(Dataset items)
◆ ◆ ◆ ◆ ◆ ◆ ◆

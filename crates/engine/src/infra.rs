//! Audit and alert infrastructure
//!
//! - [`JsonlAuditSink`]: append-only JSON-lines journal on disk - the audit
//!   trail the engine writes and never reads.
//! - [`MemoryAuditSink`]: in-memory journal for tests.
//! - [`LogAlertSink`]: alerts to the log, for runs without a notifier.
//! - [`QueuedAlertSink`]: bounded fire-and-forget queue feeding an external
//!   notifier; a full queue drops the alert with a log line rather than ever
//!   blocking the trading path.

use async_trait::async_trait;
use kestrel_ports::{Alert, AlertLevel, AlertSink, AuditError, AuditEvent, AuditResult, AuditSink};
use std::fs::{File, OpenOptions};
use std::io::Write;
use std::path::Path;
use std::sync::Mutex;
use tokio::sync::mpsc;

/// Append-only JSON-lines audit journal
pub struct JsonlAuditSink {
    file: Mutex<File>,
}

impl JsonlAuditSink {
    pub fn open(path: impl AsRef<Path>) -> std::io::Result<Self> {
        let file = OpenOptions::new().create(true).append(true).open(path)?;
        Ok(Self {
            file: Mutex::new(file),
        })
    }
}

#[async_trait]
impl AuditSink for JsonlAuditSink {
    async fn record(&self, event: AuditEvent) -> AuditResult {
        let line =
            serde_json::to_string(&event).map_err(|e| AuditError::Write(e.to_string()))?;
        let mut file = self
            .file
            .lock()
            .map_err(|_| AuditError::Write("journal lock poisoned".to_string()))?;
        writeln!(file, "{}", line).map_err(|e| AuditError::Write(e.to_string()))?;
        Ok(())
    }
}

/// In-memory audit journal for tests
#[derive(Default)]
pub struct MemoryAuditSink {
    events: Mutex<Vec<AuditEvent>>,
}

impl MemoryAuditSink {
    pub fn new() -> Self {
        Self::default()
    }

    pub fn events(&self) -> Vec<AuditEvent> {
        self.events.lock().map(|e| e.clone()).unwrap_or_default()
    }
}

#[async_trait]
impl AuditSink for MemoryAuditSink {
    async fn record(&self, event: AuditEvent) -> AuditResult {
        self.events
            .lock()
            .map_err(|_| AuditError::Write("journal lock poisoned".to_string()))?
            .push(event);
        Ok(())
    }
}

/// Alerts straight to the log
pub struct LogAlertSink;

impl AlertSink for LogAlertSink {
    fn notify(&self, alert: Alert) {
        let symbol = alert.symbol.as_deref().unwrap_or("-");
        match alert.level {
            AlertLevel::Info => log::info!("[ALERT] {:?} {} {}", alert.kind, symbol, alert.message),
            AlertLevel::Warning => {
                log::warn!("[ALERT] {:?} {} {}", alert.kind, symbol, alert.message)
            }
            AlertLevel::Critical => {
                log::error!("[ALERT] {:?} {} {}", alert.kind, symbol, alert.message)
            }
        }
    }
}

/// Bounded queue in front of an external notifier (Telegram, pager, ...).
/// Delivery is somebody else's job; this sink only ever enqueues or drops.
pub struct QueuedAlertSink {
    tx: mpsc::Sender<Alert>,
}

impl QueuedAlertSink {
    /// Returns the sink and the receiving end for the notifier task
    pub fn new(capacity: usize) -> (Self, mpsc::Receiver<Alert>) {
        let (tx, rx) = mpsc::channel(capacity);
        (Self { tx }, rx)
    }
}

impl AlertSink for QueuedAlertSink {
    fn notify(&self, alert: Alert) {
        if let Err(err) = self.tx.try_send(alert) {
            // Dropping an alert is acceptable; blocking the trading path is not
            log::warn!("[ALERT] queue full or closed, alert dropped: {}", err);
        }
    }
}
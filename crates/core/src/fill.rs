use crate::side::Side;
use chrono::{DateTime, Utc};
use rust_decimal::Decimal;
use serde::{Deserialize, Serialize};

/// A fill reported by the exchange
#[derive(Debug, Clone, Serialize, Deserialize)]
pub struct Fill {
    /// Client-assigned idempotent key of the order this fill belongs to
    pub client_key: String,
    /// Instrument
    pub symbol: String,
    /// Fill side
    pub side: Side,
    /// Quantity filled in this event
    pub quantity: Decimal,
    /// Fill price
    pub price: Decimal,
    /// Exchange-assigned sequence number; fills are applied in this order
    pub sequence: u64,
    /// When the fill occurred
    pub timestamp: DateTime<Utc>,
}

impl Fill {
    /// Notional value of this fill
    pub fn notional(&self) -> Decimal {
        self.quantity * self.price
    }
}
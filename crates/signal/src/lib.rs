//! Kestrel Signal
//!
//! What strategies output and how multiple opinions become one.
//!
//! Strategies don't place orders. They emit [`Signal`]s - scored directional
//! opinions with a confidence and a time-to-live. The [`SignalAggregator`]
//! keeps the most recent live signal per source and combines them into a
//! single [`AggregatedSignal`] by weighted directional vote. Too few live
//! sources means no confluence, and no trade.

pub mod aggregator;
pub mod signal;
pub mod source;

// Re-export main types
pub use aggregator::{AggregatedSignal, AggregatorConfig, SignalAggregator, SignalContribution};
pub use signal::Signal;
pub use source::SignalSource;
//! Kestrel Core Domain
//!
//! Pure domain types for the Kestrel swing-trading engine.
//! This crate contains no async, no I/O, and is 100% unit testable.

pub mod fill;
pub mod position;
pub mod side;

// Re-export commonly used types at crate root
pub use fill::Fill;
pub use position::{ClosedPosition, CloseReason, Position};
pub use side::{Direction, Side};
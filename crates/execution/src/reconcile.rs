//! Reconciliation against exchange-reported state
//!
//! After a reconnect (or any ambiguous failure) the venue's view of an order
//! is queried by its idempotent client key and applied over the local view.
//! The exchange is authoritative for fills and terminal outcomes, with one
//! exception: a locally terminal order is never reopened - if the venue
//! still reports it working we keep our terminal state, sync the fill
//! quantities, and flag the disagreement.

use crate::order::{Order, OrderState};
use kestrel_ports::{OrderStatusReport, ReportedStatus};

/// Apply an exchange status report to the local order.
///
/// Returns `true` when the report disagreed with local state (a
/// reconciliation conflict the caller should alert on).
pub fn apply_report(order: &mut Order, report: &OrderStatusReport) -> bool {
    let mut conflict = false;

    if report.filled_quantity != order.filled_size {
        log::warn!(
            "[RECONCILE] {} local filled {} != exchange filled {}, trusting exchange",
            order.client_key,
            order.filled_size,
            report.filled_quantity
        );
        order.filled_size = report.filled_quantity;
        order.avg_fill_price = report.avg_fill_price.or(order.avg_fill_price);
        conflict = true;
    }

    if let Some(id) = &report.exchange_order_id {
        if order.exchange_order_id.is_none() {
            order.exchange_order_id = Some(id.clone());
        }
    }

    let reported_state = match report.status {
        ReportedStatus::Open => OrderState::Submitted,
        ReportedStatus::PartiallyFilled => OrderState::PartiallyFilled,
        ReportedStatus::Filled => OrderState::Filled,
        ReportedStatus::Cancelled => OrderState::Cancelled,
        ReportedStatus::Rejected => OrderState::Rejected,
    };

    if reported_state != order.state {
        if order.is_terminal() && !reported_state.is_terminal() {
            // Never reopen a terminal order; keep ours, note the disagreement
            log::warn!(
                "[RECONCILE] {} exchange reports {} but order is terminal {}, keeping local",
                order.client_key,
                reported_state.as_str(),
                order.state.as_str()
            );
            conflict = true;
        } else {
            if order.is_terminal() {
                // Terminal-to-terminal correction (e.g. Cancelled -> Filled)
                log::warn!(
                    "[RECONCILE] {} correcting terminal state {} -> {}",
                    order.client_key,
                    order.state.as_str(),
                    reported_state.as_str()
                );
                conflict = true;
            }
            order.state = reported_state;
            if reported_state == OrderState::Rejected {
                order.last_error = report
                    .reject_reason
                    .clone()
                    .or_else(|| Some("rejected by exchange".to_string()));
            }
        }
    }

    conflict
}

#[cfg(test)]
mod tests {
    use super::*;
    use kestrel_core::Side;
    use rust_decimal_macros::dec;

    fn report(status: ReportedStatus, filled: rust_decimal::Decimal) -> OrderStatusReport {
        OrderStatusReport {
            client_key: "k".to_string(),
            exchange_order_id: Some("ex-1".to_string()),
            status,
            filled_quantity: filled,
            avg_fill_price: Some(dec!(100)),
            reject_reason: None,
        }
    }

    #[test]
    fn test_partial_fill_corrected_to_full() {
        // Partially filled 40%, disconnect, exchange reports fully filled
        let mut order = Order::new("XMR-USDT", Side::Buy, dec!(10));
        order.mark_submitted("ex-1");
        order.apply_fill(dec!(4), dec!(100), 1);
        assert_eq!(order.state, OrderState::PartiallyFilled);

        let conflict = apply_report(&mut order, &report(ReportedStatus::Filled, dec!(10)));
        assert!(conflict);
        assert_eq!(order.state, OrderState::Filled);
        assert_eq!(order.filled_size, dec!(10));
    }

    #[test]
    fn test_matching_report_is_quiet() {
        let mut order = Order::new("XMR-USDT", Side::Buy, dec!(10));
        order.mark_submitted("ex-1");
        order.apply_fill(dec!(4), dec!(100), 1);

        let conflict = apply_report(
            &mut order,
            &report(ReportedStatus::PartiallyFilled, dec!(4)),
        );
        assert!(!conflict);
        assert_eq!(order.state, OrderState::PartiallyFilled);
    }

    #[test]
    fn test_terminal_order_never_reopened() {
        let mut order = Order::new("XMR-USDT", Side::Buy, dec!(10));
        order.mark_submitted("ex-1");
        order.mark_cancelled();

        let conflict = apply_report(&mut order, &report(ReportedStatus::Open, dec!(0)));
        assert!(conflict);
        assert_eq!(order.state, OrderState::Cancelled);
    }

    #[test]
    fn test_cancelled_corrected_to_filled() {
        // We cancelled, but the fill won the race at the venue
        let mut order = Order::new("XMR-USDT", Side::Buy, dec!(10));
        order.mark_submitted("ex-1");
        order.mark_cancelled();

        let conflict = apply_report(&mut order, &report(ReportedStatus::Filled, dec!(10)));
        assert!(conflict);
        assert_eq!(order.state, OrderState::Filled);
        assert_eq!(order.filled_size, dec!(10));
    }

    #[test]
    fn test_rejected_report_records_reason() {
        let mut order = Order::new("XMR-USDT", Side::Buy, dec!(10));
        order.mark_submitted("ex-1");

        let mut rep = report(ReportedStatus::Rejected, dec!(0));
        rep.reject_reason = Some("symbol halted".to_string());
        apply_report(&mut order, &rep);

        assert_eq!(order.state, OrderState::Rejected);
        assert_eq!(order.last_error.as_deref(), Some("symbol halted"));
    }
}
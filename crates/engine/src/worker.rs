//! Symbol worker
//!
//! One task per symbol, consuming that symbol's event queue. Everything a
//! symbol does - aggregating its signals, sizing a candidate, asking the
//! governor, executing the order, managing the resulting lot - happens
//! sequentially inside this task, so no two decisions for one symbol can
//! ever interleave. Waits (submission acks, fill windows, retry backoff)
//! suspend only this task; other symbols keep running.
//!
//! Halt directives arrive on the control broadcast: the worker flips the
//! entry-cancel flag (cancelling any in-flight entry cooperatively), stops
//! opening positions, and - if the directive demands it - flattens. Exits
//! remain allowed while halted.

use crate::governor_task::{ControlSignal, GovernorHandle};
use chrono::Utc;
use kestrel_core::CloseReason;
use kestrel_execution::{EntryResult, Order, OrderExecutor};
use kestrel_ledger::{LedgerAction, PositionLedger};
use kestrel_ports::{Alert, AlertKind, AlertSink, AuditEvent, AuditSink, ExchangePort};
use kestrel_risk::{DenyReason, OpenDecision, RiskDecision, RiskSizer};
use kestrel_signal::{Signal, SignalAggregator};
use rust_decimal::Decimal;
use std::sync::Arc;
use tokio::sync::{broadcast, mpsc, watch};
use uuid::Uuid;

/// Events routed to a symbol's worker
#[derive(Debug, Clone)]
pub enum SymbolEvent {
    /// A new opinion from some signal source
    Signal(Signal),
    /// Mark price and volatility estimate for an evaluation cycle
    MarkPrice {
        price: Decimal,
        volatility: Decimal,
    },
}

/// Per-symbol actor: owns the symbol's slice of the pipeline
pub struct SymbolWorker<E: ExchangePort> {
    symbol: String,
    use_limit_entries: bool,
    aggregator: SignalAggregator,
    sizer: RiskSizer,
    ledger: PositionLedger,
    executor: OrderExecutor<E>,
    governor: GovernorHandle,
    audit: Arc<dyn AuditSink>,
    alerts: Arc<dyn AlertSink>,
    events: mpsc::Receiver<SymbolEvent>,
    control_rx: broadcast::Receiver<ControlSignal>,
    /// Flipped on halt to cancel an in-flight entry cooperatively
    entry_cancel_tx: watch::Sender<bool>,
    entry_cancel_rx: watch::Receiver<bool>,
    halted: bool,
    /// The one open lot for this symbol, if any
    open_lot: Option<Uuid>,
    last_price: Option<Decimal>,
    last_volatility: Option<Decimal>,
}
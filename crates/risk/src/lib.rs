//! Kestrel Risk
//!
//! Two layers of risk control:
//!
//! - **Risk Sizer**: converts an aggregated signal plus account state into a
//!   bounded order size with stop and target levels, or a rejection with a
//!   machine-readable reason. Stateless - pure policy.
//! - **Portfolio Risk Governor**: owns the single authoritative
//!   [`PortfolioState`], enforces cross-position constraints (exposure caps,
//!   drawdown halts, loss-streak halts) and can veto entries or demand
//!   flattening. Stateful - all mutations flow through it.

pub mod governor;
pub mod sizer;

// Re-export main types
pub use governor::{
    DenyReason, GovernorConfig, HaltDirective, HaltReason, OpenDecision, PortfolioMetrics,
    PortfolioRiskGovernor, PortfolioState,
};
pub use sizer::{AccountSnapshot, RejectReason, Rejection, RiskDecision, RiskSizer, SizerConfig};
#[cfg(test)]
mod tests {
    use super::*;
    use kestrel_core::{CloseReason, Direction};

    fn decision(size: Decimal, entry: Decimal) -> RiskDecision {
        RiskDecision {
            symbol: "XMR-USDT".to_string(),
            direction: Direction::Long,
            size,
            entry_price: entry,
            stop_price: entry - dec!(5),
            target_price: entry + dec!(10),
            risk_amount: size * dec!(5),
            risk_reward_ratio: dec!(2),
        }
    }

    fn open_lot(size: Decimal, entry: Decimal) -> Position {
        Position::new(
            "XMR-USDT",
            Direction::Long,
            size,
            entry,
            entry - dec!(5),
            entry + dec!(10),
            Utc::now(),
        )
    }

    fn losing_close(position_id: Uuid, quantity: Decimal, pnl: Decimal) -> ClosedPosition {
        ClosedPosition {
            position_id,
            symbol: "XMR-USDT".to_string(),
            direction: Direction::Long,
            quantity,
            entry_price: dec!(100),
            exit_price: dec!(95),
            pnl,
            return_frac: pnl / (quantity * dec!(100)),
            opened_at: Utc::now(),
            closed_at: Utc::now(),
            reason: CloseReason::StopLoss,
        }
    }

    #[test]
    fn test_allows_within_limits() {
        let governor = PortfolioRiskGovernor::new(GovernorConfig::default(), dec!(10000));
        assert!(governor.check_can_open(&decision(dec!(10), dec!(100))).is_allowed());
    }

    #[test]
    fn test_denies_over_exposure_cap() {
        let mut governor = PortfolioRiskGovernor::new(GovernorConfig::default(), dec!(10000));
        governor.on_fill(&open_lot(dec!(45), dec!(100))); // 4500 open

        let decision = decision(dec!(10), dec!(100)); // +1000 > 5000 cap
        match governor.check_can_open(&decision) {
            OpenDecision::Denied(DenyReason::ExposureCap { .. }) => {}
            other => panic!("expected exposure denial, got {:?}", other),
        }
    }

    #[test]
    fn test_consecutive_losses_halt_then_deny() {
        let config = GovernorConfig {
            max_consecutive_losses: 3,
            // Loss amounts here would also trip the daily limit; widen it so
            // the streak is what halts
            max_daily_loss_frac: dec!(1.0),
            ..Default::default()
        };
        let mut governor = PortfolioRiskGovernor::new(config, dec!(10000));

        let lot = open_lot(dec!(100), dec!(100));
        governor.on_fill(&lot);

        let mut directive = None;
        for _ in 0..4 {
            directive = governor.on_close(&losing_close(lot.position_id, dec!(1), dec!(-10)));
        }

        let directive = directive.expect("fourth straight loss should halt");
        assert_eq!(directive.reason, HaltReason::ConsecutiveLosses);
        assert!(governor.state().is_halted());

        match governor.check_can_open(&decision(dec!(1), dec!(100))) {
            OpenDecision::Denied(DenyReason::Halted(HaltReason::ConsecutiveLosses)) => {}
            other => panic!("expected halt denial, got {:?}", other),
        }
    }

    #[test]
    fn test_daily_loss_halt() {
        let mut governor = PortfolioRiskGovernor::new(GovernorConfig::default(), dec!(10000));
        let lot = open_lot(dec!(100), dec!(100));
        governor.on_fill(&lot);

        // 5% of 10000 = 500; a 600 loss breaches
        let directive = governor.on_close(&losing_close(lot.position_id, dec!(10), dec!(-600)));
        assert_eq!(directive.expect("halt").reason, HaltReason::DailyLoss);
    }

    #[test]
    fn test_drawdown_halt() {
        let config = GovernorConfig {
            max_daily_loss_frac: dec!(1.0), // keep daily limit out of the way
            max_consecutive_losses: 100,
            ..Default::default()
        };
        let mut governor = PortfolioRiskGovernor::new(config, dec!(10000));
        let lot = open_lot(dec!(100), dec!(100));
        governor.on_fill(&lot);

        // Lose 21% of peak equity
        let directive = governor.on_close(&losing_close(lot.position_id, dec!(50), dec!(-2100)));
        assert_eq!(directive.expect("halt").reason, HaltReason::Drawdown);
    }

    #[test]
    fn test_reset_day_lifts_daily_halt_only() {
        let mut governor = PortfolioRiskGovernor::new(GovernorConfig::default(), dec!(10000));
        let lot = open_lot(dec!(100), dec!(100));
        governor.on_fill(&lot);
        governor.on_close(&losing_close(lot.position_id, dec!(10), dec!(-600)));
        assert!(governor.state().is_halted());

        governor.reset_day();
        assert!(!governor.state().is_halted());
        assert_eq!(governor.state().realized_pnl_today, Decimal::ZERO);
    }

    #[test]
    fn test_external_halt_needs_override() {
        let mut governor = PortfolioRiskGovernor::new(GovernorConfig::default(), dec!(10000));
        governor.halt_external("audit journal unavailable");
        assert!(governor.state().is_halted());

        governor.reset_day();
        assert!(governor.state().is_halted()); // daily reset does not clear it

        governor.lift_halt();
        assert!(!governor.state().is_halted());
    }

    #[test]
    fn test_winner_resets_streak() {
        let config = GovernorConfig {
            max_daily_loss_frac: dec!(1.0),
            ..Default::default()
        };
        let mut governor = PortfolioRiskGovernor::new(config, dec!(10000));
        let lot = open_lot(dec!(100), dec!(100));
        governor.on_fill(&lot);

        governor.on_close(&losing_close(lot.position_id, dec!(1), dec!(-10)));
        governor.on_close(&losing_close(lot.position_id, dec!(1), dec!(-10)));
        assert_eq!(governor.state().consecutive_losses, 2);

        let mut win = losing_close(lot.position_id, dec!(1), dec!(25));
        win.reason = CloseReason::Target;
        governor.on_close(&win);
        assert_eq!(governor.state().consecutive_losses, 0);
    }

    #[test]
    fn test_metrics_track_closes() {
        let config = GovernorConfig {
            max_daily_loss_frac: dec!(1.0),
            ..Default::default()
        };
        let mut governor = PortfolioRiskGovernor::new(config, dec!(10000));
        let lot = open_lot(dec!(100), dec!(100));
        governor.on_fill(&lot);

        governor.on_close(&losing_close(lot.position_id, dec!(1), dec!(-50)));
        let mut win = losing_close(lot.position_id, dec!(1), dec!(100));
        win.reason = CloseReason::Target;
        governor.on_close(&win);

        let metrics = governor.metrics();
        assert_eq!(metrics.trades, 2);
        assert_eq!(metrics.wins, 1);
        assert_eq!(metrics.win_rate, dec!(0.5));
        assert_eq!(metrics.profit_factor, Some(dec!(2)));
        assert_eq!(metrics.realized_pnl_today, dec!(50));
    }

    #[test]
    fn test_closing_removes_exhausted_lot() {
        let mut governor = PortfolioRiskGovernor::new(GovernorConfig::default(), dec!(10000));
        let lot = open_lot(dec!(10), dec!(100));
        governor.on_fill(&lot);
        assert_eq!(governor.state().open_notional(), dec!(1000));

        let mut close = losing_close(lot.position_id, dec!(10), dec!(50));
        close.reason = CloseReason::Target;
        governor.on_close(&close);
        assert_eq!(governor.state().open_positions.len(), 0);
        assert_eq!(governor.state().open_notional(), dec!(0));
    }
}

◆ ◆ ◆ ◆ ◆ ◆ ◆

Task details — Work out how many lines of the entries hold the word "ClosedPosition", and write only that figure.

Solution to this problem — 3